PC Andrew Harper’s widow has written to the prime minister to ask for a retrial after her husband’s killers were acquitted of murder.
Henry Long, Albert Bowers and Jessie Cole were convicted of manslaughter after the officer was dragged along a road in Berkshire by a car.
The three teenagers were cleared of murder after an Old Bailey trial.
In an open letter on Facebook, Lissie Harper called for “the retrial that [PC Harper] unquestionably deserves”.
Mrs Harper wrote to Boris Johnson, Home Secretary Priti Patel and Lord Blunkett, a former Labour home secretary, urging them and others “to right such a despicable wrong for our country”.
She vowed to “keep fighting on behalf of Andrew, the future that was stolen from us and also the victims who find themselves in this unjustly situation in the future”.
Outside court last week, Mrs Harper said she was “immensely disappointed” by the manslaughter verdicts and had been left “utterly shocked and appalled”.
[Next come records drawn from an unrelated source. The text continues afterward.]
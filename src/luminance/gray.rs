use std::borrow::Cow;
use std::sync::Arc;

use super::LuminanceSource;
use super::convert::{rgb_to_grayscale, rgba_to_grayscale};
use crate::error::{BarcodeError, Result};

/// Owned 8-bit grayscale image with a crop window
///
/// The pixel buffer is shared between a source and the sources cropped from
/// it; rotation materializes a new buffer.
#[derive(Debug, Clone)]
pub struct GrayLuminanceSource {
    pixels: Arc<[u8]>,
    data_width: usize,
    left: usize,
    top: usize,
    width: usize,
    height: usize,
}

impl GrayLuminanceSource {
    /// Wrap a row-major grayscale buffer
    pub fn new(pixels: Vec<u8>, width: usize, height: usize) -> Result<Self> {
        BarcodeError::check_buffer(pixels.len(), width, height, 1)?;
        Ok(Self {
            pixels: pixels.into(),
            data_width: width,
            left: 0,
            top: 0,
            width,
            height,
        })
    }

    /// Convert packed RGB bytes
    pub fn from_rgb(rgb: &[u8], width: usize, height: usize) -> Result<Self> {
        BarcodeError::check_buffer(rgb.len(), width, height, 3)?;
        Self::new(rgb_to_grayscale(rgb, width, height), width, height)
    }

    /// Convert packed RGBA bytes (alpha ignored)
    pub fn from_rgba(rgba: &[u8], width: usize, height: usize) -> Result<Self> {
        BarcodeError::check_buffer(rgba.len(), width, height, 4)?;
        Self::new(rgba_to_grayscale(rgba, width, height), width, height)
    }

    fn is_full_frame(&self) -> bool {
        self.left == 0 && self.top == 0 && self.width == self.data_width
    }
}

impl LuminanceSource for GrayLuminanceSource {
    fn width(&self) -> usize {
        self.width
    }

    fn height(&self) -> usize {
        self.height
    }

    fn matrix(&self) -> Cow<'_, [u8]> {
        if self.is_full_frame() {
            return Cow::Borrowed(&self.pixels[..self.width * self.height]);
        }
        let mut out = Vec::with_capacity(self.width * self.height);
        for y in 0..self.height {
            out.extend_from_slice(&self.row(y));
        }
        Cow::Owned(out)
    }

    fn row(&self, y: usize) -> Cow<'_, [u8]> {
        let start = (self.top + y) * self.data_width + self.left;
        Cow::Borrowed(&self.pixels[start..start + self.width])
    }

    fn is_rotate_supported(&self) -> bool {
        true
    }

    fn rotate_counter_clockwise(&self) -> Result<Box<dyn LuminanceSource>> {
        let (w, h) = (self.width, self.height);
        let mut rotated = vec![0u8; w * h];
        for y in 0..h {
            let row = self.row(y);
            for (x, &value) in row.iter().enumerate() {
                // (x, y) lands at column y of row (w - 1 - x); new width is h
                rotated[(w - 1 - x) * h + y] = value;
            }
        }
        Ok(Box::new(GrayLuminanceSource::new(rotated, h, w)?))
    }

    fn is_crop_supported(&self) -> bool {
        true
    }

    fn crop(
        &self,
        left: usize,
        top: usize,
        width: usize,
        height: usize,
    ) -> Result<Box<dyn LuminanceSource>> {
        if left + width > self.width || top + height > self.height {
            return Err(BarcodeError::argument(format!(
                "crop {width}x{height}+{left}+{top} exceeds {}x{}",
                self.width, self.height
            )));
        }
        Ok(Box::new(Self {
            pixels: Arc::clone(&self.pixels),
            data_width: self.data_width,
            left: self.left + left,
            top: self.top + top,
            width,
            height,
        }))
    }
}
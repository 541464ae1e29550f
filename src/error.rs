//! Error types for the decode orchestrators.
//!
//! Only two errors originate in the orchestrators themselves: a missing
//! luminance factory and an absent image. Everything else is raised by a
//! collaborator (luminance factory, binarizer, decode engine) and passes
//! through unchanged.

use thiserror::Error;

/// Convenience alias used throughout the crate.
pub type Result<T> = std::result::Result<T, BarcodeError>;

/// Errors surfaced by the decode orchestrators and the bundled strategies.
#[derive(Error, Debug)]
pub enum BarcodeError {
    /// The orchestrator is missing a required strategy.
    #[error("configuration: {message}")]
    Configuration {
        /// What is missing.
        message: String,
    },

    /// A call argument was absent or unusable.
    #[error("invalid argument: {message}")]
    Argument {
        /// Which argument and why.
        message: String,
    },

    /// The luminance source cannot perform the requested operation.
    #[error("{operation} is not supported by this luminance source")]
    Unsupported {
        /// Name of the operation, e.g. `rotate_counter_clockwise`.
        operation: &'static str,
    },

    /// A pixel buffer does not match its declared dimensions.
    #[error("buffer of {actual} bytes does not match {width}x{height} (expected {expected})")]
    InvalidDimensions {
        /// Declared width in pixels.
        width: usize,
        /// Declared height in pixels.
        height: usize,
        /// Expected buffer length.
        expected: usize,
        /// Actual buffer length.
        actual: usize,
    },

    /// Failure raised by a decode engine or another caller-supplied collaborator.
    #[error(transparent)]
    Engine(Box<dyn std::error::Error + Send + Sync>),

    /// Failure while reading or converting an `image` crate buffer.
    #[error("image")]
    Image(#[from] image::ImageError),
}

impl BarcodeError {
    /// Builds a configuration error.
    pub fn configuration(message: impl Into<String>) -> Self {
        Self::Configuration {
            message: message.into(),
        }
    }

    /// Builds an argument error.
    pub fn argument(message: impl Into<String>) -> Self {
        Self::Argument {
            message: message.into(),
        }
    }

    /// Wraps a collaborator failure so it can travel through the orchestrator.
    pub fn engine<E>(error: E) -> Self
    where
        E: Into<Box<dyn std::error::Error + Send + Sync>>,
    {
        Self::Engine(error.into())
    }

    /// Checks that `len` matches `width * height * channels`.
    pub(crate) fn check_buffer(
        len: usize,
        width: usize,
        height: usize,
        channels: usize,
    ) -> Result<()> {
        let expected = width * height * channels;
        if len != expected {
            return Err(Self::InvalidDimensions {
                width,
                height,
                expected,
                actual: len,
            });
        }
        Ok(())
    }
}

#[cfg(test)]
mod tests {
    use super::*;

    #[test]
    fn test_engine_error_is_transparent() {
        let err = BarcodeError::engine("checksum mismatch");
        assert_eq!(err.to_string(), "checksum mismatch");
    }

    #[test]
    fn test_check_buffer() {
        assert!(BarcodeError::check_buffer(12, 2, 2, 3).is_ok());
        match BarcodeError::check_buffer(10, 2, 2, 3) {
            Err(BarcodeError::InvalidDimensions {
                expected, actual, ..
            }) => {
                assert_eq!(expected, 12);
                assert_eq!(actual, 10);
            }
            other => panic!("unexpected: {other:?}"),
        }
    }
}
//! Luminance factories for `image` crate buffers

use std::path::Path;

use image::{DynamicImage, GrayImage, RgbImage, RgbaImage};

use super::{GrayLuminanceSource, LuminanceFactory, LuminanceSource};
use crate::error::Result;

impl GrayLuminanceSource {
    /// Copy an 8-bit luma buffer
    pub fn from_gray_image(image: &GrayImage) -> Result<Self> {
        let (width, height) = image.dimensions();
        Self::new(image.as_raw().clone(), width as usize, height as usize)
    }

    /// Convert any decoded image; 8-bit luma is copied, everything else goes through RGB(A)
    pub fn from_dynamic_image(image: &DynamicImage) -> Result<Self> {
        match image {
            DynamicImage::ImageLuma8(gray) => Self::from_gray_image(gray),
            DynamicImage::ImageRgb8(rgb) => Self::from_rgb_image(rgb),
            DynamicImage::ImageRgba8(rgba) => Self::from_rgba_image(rgba),
            other => Self::from_rgba_image(&other.to_rgba8()),
        }
    }

    /// Convert an RGB buffer
    pub fn from_rgb_image(image: &RgbImage) -> Result<Self> {
        let (width, height) = image.dimensions();
        Self::from_rgb(image.as_raw(), width as usize, height as usize)
    }

    /// Convert an RGBA buffer
    pub fn from_rgba_image(image: &RgbaImage) -> Result<Self> {
        let (width, height) = image.dimensions();
        Self::from_rgba(image.as_raw(), width as usize, height as usize)
    }

    /// Open and decode an image file
    pub fn open<P: AsRef<Path>>(path: P) -> Result<Self> {
        let image = image::open(path)?;
        Self::from_dynamic_image(&image)
    }
}

/// Luminance factory for the `image` crate's buffer types
#[derive(Debug, Clone, Copy, Default)]
pub struct ImageLuminanceFactory;

impl LuminanceFactory<DynamicImage> for ImageLuminanceFactory {
    fn create_luminance_source(&self, image: &DynamicImage) -> Result<Box<dyn LuminanceSource>> {
        Ok(Box::new(GrayLuminanceSource::from_dynamic_image(image)?))
    }
}

impl LuminanceFactory<GrayImage> for ImageLuminanceFactory {
    fn create_luminance_source(&self, image: &GrayImage) -> Result<Box<dyn LuminanceSource>> {
        Ok(Box::new(GrayLuminanceSource::from_gray_image(image)?))
    }
}

impl LuminanceFactory<RgbImage> for ImageLuminanceFactory {
    fn create_luminance_source(&self, image: &RgbImage) -> Result<Box<dyn LuminanceSource>> {
        Ok(Box::new(GrayLuminanceSource::from_rgb_image(image)?))
    }
}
PC Harper, 28, was dragged for more than a mile along country lanes after he and a colleague responded to reports of a quad bike theft on 15 August last year.
The newlywed officer became “lassoed” to the back of a Seat Toledo after he “unwittingly” stepped with both feet into the loop of a tow rope as he tried to apprehend one of the defendants, jurors heard.
Prosecutors said he was “swung from side to side like a pendulum” after Long sped off to escape the scene.
The court heard the Seat travelled for more than a mile towards the A4 before PC Harper became detached and died in the road.
During the trial, the prosecution said it had sought murder charges after alleging the defendants were aware the officer was being dragged behind the car.
But their defence claimed the incident was a “freak event” that no-one could have planned or foreseen.
PC Harper, from Wallingford, Oxfordshire, had been married for just four weeks to his childhood sweetheart before his death.
Within weeks, they had been due to go to the Maldives for their honeymoon.
In her letter, Mrs Harper wrote: “I implore you to hear my words… and I ask with no expectations other than hope that you might help me to make these changes be considered, to ensure that Andrew is given the retrial that he unquestionably deserves and to see that the justice system in our country is the solid ethical foundation that it rightly should be.
“Not the joke that so many of us now view it to be.”
Long, 19, of College Piece, Mortimer, Reading, pleaded guilty to manslaughter but denied murder along with Bowers and Cole.
Cole, 18, of Paices Hill near Reading, Bowers, also 18, of Moat Close, Bramley, and Long all admitted conspiracy to steal a quad bike.
The defendants are due to be sentenced on Friday.